« Pendant de nombreuses années, nous avons considéré la MPOC comme une pathologie strictement liée à l'inflammation générique de T1. Cependant, nous savons qu'il existe une part de patients qui exprime une inflammation appelée T2, identifiable avec un échantillonnage sanguin simple » pour la présence d'un type de cellules de sang blanc, les éosinophiles, qui ont des réponses différentes aux traitements pharmacologiques.
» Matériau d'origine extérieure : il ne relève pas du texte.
//! Inventory Service - Business logic layer

use std::sync::Arc;
use tracing::instrument;
use validator::Validate;

use crate::error::{ProductError, ProductResult};
use crate::models::{CreateProduct, Product};
use crate::repository::ProductRepository;

/// Inventory service providing business logic operations
///
/// The service layer validates every record before it reaches storage and
/// orchestrates repository calls. It holds no state of its own beyond the
/// injected repository handle, and it never enforces roles; capability
/// checks belong to the presentation layer.
pub struct InventoryService<R: ProductRepository> {
    repository: Arc<R>,
}

impl<R: ProductRepository> InventoryService<R> {
    /// Create a new InventoryService with the given repository
    pub fn new(repository: R) -> Self {
        Self {
            repository: Arc::new(repository),
        }
    }

    /// Add a new product; returns the stored record carrying the assigned id
    #[instrument(skip(self, input), fields(product_name = %input.name))]
    pub async fn add_product(&self, input: CreateProduct) -> ProductResult<Product> {
        input
            .validate()
            .map_err(|e| ProductError::Validation(e.to_string()))?;

        self.repository.create(input).await
    }

    /// Overwrite the product matching `product.id`.
    ///
    /// Returns false (not an error) when no such product exists.
    #[instrument(skip(self, product), fields(product_id = product.id))]
    pub async fn update_product(&self, product: &Product) -> ProductResult<bool> {
        product
            .validate()
            .map_err(|e| ProductError::Validation(e.to_string()))?;

        self.repository.update(product).await
    }

    /// Delete a product; false when it did not exist
    #[instrument(skip(self))]
    pub async fn delete_product(&self, id: i64) -> ProductResult<bool> {
        self.repository.delete(id).await
    }

    /// Get a product by id; absence is None, not an error
    #[instrument(skip(self))]
    pub async fn get_product(&self, id: i64) -> ProductResult<Option<Product>> {
        self.repository.get_by_id(id).await
    }

    /// All products known to storage, unordered
    #[instrument(skip(self))]
    pub async fn list_products(&self) -> ProductResult<Vec<Product>> {
        self.repository.list_all().await
    }

    /// Products whose category equals the argument exactly
    #[instrument(skip(self))]
    pub async fn search_by_category(&self, category: &str) -> ProductResult<Vec<Product>> {
        if category.trim().is_empty() {
            return Err(ProductError::Validation(
                "Category cannot be empty".to_string(),
            ));
        }

        self.repository.find_by_category(category).await
    }

    /// Products whose name contains the fragment, case-insensitively
    #[instrument(skip(self))]
    pub async fn search_by_name(&self, fragment: &str) -> ProductResult<Vec<Product>> {
        if fragment.trim().is_empty() {
            return Err(ProductError::Validation(
                "Name cannot be empty".to_string(),
            ));
        }

        self.repository.find_by_name(fragment).await
    }

    /// Products with `quantity <= threshold`
    #[instrument(skip(self))]
    pub async fn low_stock_products(&self, threshold: i32) -> ProductResult<Vec<Product>> {
        if threshold < 0 {
            return Err(ProductError::Validation(
                "Threshold cannot be negative".to_string(),
            ));
        }

        self.repository.find_low_stock(threshold).await
    }

    /// Replace the stock quantity of a single product.
    ///
    /// Returns false when no product with `id` exists; in that case no
    /// storage write happens. Full product validation is deliberately
    /// skipped here since only the quantity changes. The read-then-write
    /// pair is not isolated against concurrent writers.
    #[instrument(skip(self))]
    pub async fn update_stock_quantity(&self, id: i64, new_quantity: i32) -> ProductResult<bool> {
        if new_quantity < 0 {
            return Err(ProductError::Validation(
                "Quantity cannot be negative".to_string(),
            ));
        }

        let Some(mut product) = self.repository.get_by_id(id).await? else {
            return Ok(false);
        };

        product.quantity = new_quantity;
        self.repository.update(&product).await
    }

    /// Sorted set of distinct category strings across all products
    #[instrument(skip(self))]
    pub async fn categories(&self) -> ProductResult<Vec<String>> {
        self.repository.distinct_categories().await
    }
}

impl<R: ProductRepository> Clone for InventoryService<R> {
    fn clone(&self) -> Self {
        Self {
            repository: Arc::clone(&self.repository),
        }
    }
}

#[cfg(test)]
mod tests {
    use super::*;
    use crate::repository::MockProductRepository;
    use mockall::predicate;

    fn laptop_input() -> CreateProduct {
        CreateProduct {
            name: "Laptop".to_string(),
            quantity: 3,
            price: 999.99,
            category: "Electronics".to_string(),
        }
    }

    #[tokio::test]
    async fn test_add_product_assigns_id_and_keeps_fields() {
        let mut mock_repo = MockProductRepository::new();
        mock_repo
            .expect_create()
            .returning(|input| Ok(Product::from_create(7, input)));

        let service = InventoryService::new(mock_repo);
        let created = service.add_product(laptop_input()).await.unwrap();

        assert_eq!(created.id, 7);
        assert_eq!(created.name, "Laptop");
        assert_eq!(created.quantity, 3);
        assert_eq!(created.category, "Electronics");
    }

    #[tokio::test]
    async fn test_add_product_blank_name_never_reaches_storage() {
        // No expectations on the mock: any repository call fails the test.
        let mock_repo = MockProductRepository::new();
        let service = InventoryService::new(mock_repo);

        let input = CreateProduct {
            name: "   ".to_string(),
            ..laptop_input()
        };
        let result = service.add_product(input).await;

        assert!(matches!(result, Err(ProductError::Validation(_))));
    }

    #[tokio::test]
    async fn test_add_product_non_positive_price_fails() {
        let mock_repo = MockProductRepository::new();
        let service = InventoryService::new(mock_repo);

        let input = CreateProduct {
            price: 0.0,
            ..laptop_input()
        };
        let result = service.add_product(input).await;

        assert!(matches!(result, Err(ProductError::Validation(_))));
    }

    #[tokio::test]
    async fn test_update_product_missing_record_is_false_not_error() {
        let mut mock_repo = MockProductRepository::new();
        mock_repo.expect_update().returning(|_| Ok(false));

        let service = InventoryService::new(mock_repo);
        let product = Product {
            id: 99,
            name: "Laptop".to_string(),
            quantity: 3,
            price: 999.99,
            category: "Electronics".to_string(),
        };

        assert!(!service.update_product(&product).await.unwrap());
    }

    #[tokio::test]
    async fn test_update_stock_quantity_negative_always_fails() {
        // Fails before any storage call, whether or not the id exists.
        let mock_repo = MockProductRepository::new();
        let service = InventoryService::new(mock_repo);

        let result = service.update_stock_quantity(1, -1).await;
        assert!(matches!(result, Err(ProductError::Validation(_))));
    }

    #[tokio::test]
    async fn test_update_stock_quantity_missing_id_returns_false_without_write() {
        let mut mock_repo = MockProductRepository::new();
        mock_repo
            .expect_get_by_id()
            .with(predicate::eq(42i64))
            .returning(|_| Ok(None));
        // expect_update deliberately absent: a write would panic the mock.

        let service = InventoryService::new(mock_repo);
        assert!(!service.update_stock_quantity(42, 5).await.unwrap());
    }

    #[tokio::test]
    async fn test_update_stock_quantity_persists_only_the_quantity() {
        let mut mock_repo = MockProductRepository::new();
        mock_repo.expect_get_by_id().returning(|id| {
            Ok(Some(Product {
                id,
                name: "Laptop".to_string(),
                quantity: 3,
                price: 999.99,
                category: "Electronics".to_string(),
            }))
        });
        mock_repo
            .expect_update()
            .withf(|p| p.quantity == 9 && p.name == "Laptop" && p.id == 1)
            .returning(|_| Ok(true));

        let service = InventoryService::new(mock_repo);
        assert!(service.update_stock_quantity(1, 9).await.unwrap());
    }

    #[tokio::test]
    async fn test_search_by_category_blank_fails() {
        let mock_repo = MockProductRepository::new();
        let service = InventoryService::new(mock_repo);

        let result = service.search_by_category("  ").await;
        assert!(matches!(result, Err(ProductError::Validation(_))));
    }

    #[tokio::test]
    async fn test_search_by_name_blank_fails() {
        let mock_repo = MockProductRepository::new();
        let service = InventoryService::new(mock_repo);

        let result = service.search_by_name("").await;
        assert!(matches!(result, Err(ProductError::Validation(_))));
    }

    #[tokio::test]
    async fn test_low_stock_negative_threshold_fails() {
        let mock_repo = MockProductRepository::new();
        let service = InventoryService::new(mock_repo);

        let result = service.low_stock_products(-1).await;
        assert!(matches!(result, Err(ProductError::Validation(_))));
    }

    #[tokio::test]
    async fn test_get_product_absence_is_none() {
        let mut mock_repo = MockProductRepository::new();
        mock_repo
            .expect_get_by_id()
            .with(predicate::eq(5i64))
            .returning(|_| Ok(None));

        let service = InventoryService::new(mock_repo);
        assert!(service.get_product(5).await.unwrap().is_none());
    }
}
Des cibles thérapeutiques sur ces manières pathogénétiques « . So Alberto Papi, directeur de la Pneumological Clinic de l'Université de Ferrara, est revenu du Congrès de l'American Thorancic Society (ATS), qui a récemment pris fin à San Francisco, intervenait à la santé Adnkronos sur le Bronchopnectia de type 2. Forme, parmi les thèmes les plus traités dans les thèmes les plus traités dans l'un des événements de référence internationaux dans le domaine des maladies respiratoires.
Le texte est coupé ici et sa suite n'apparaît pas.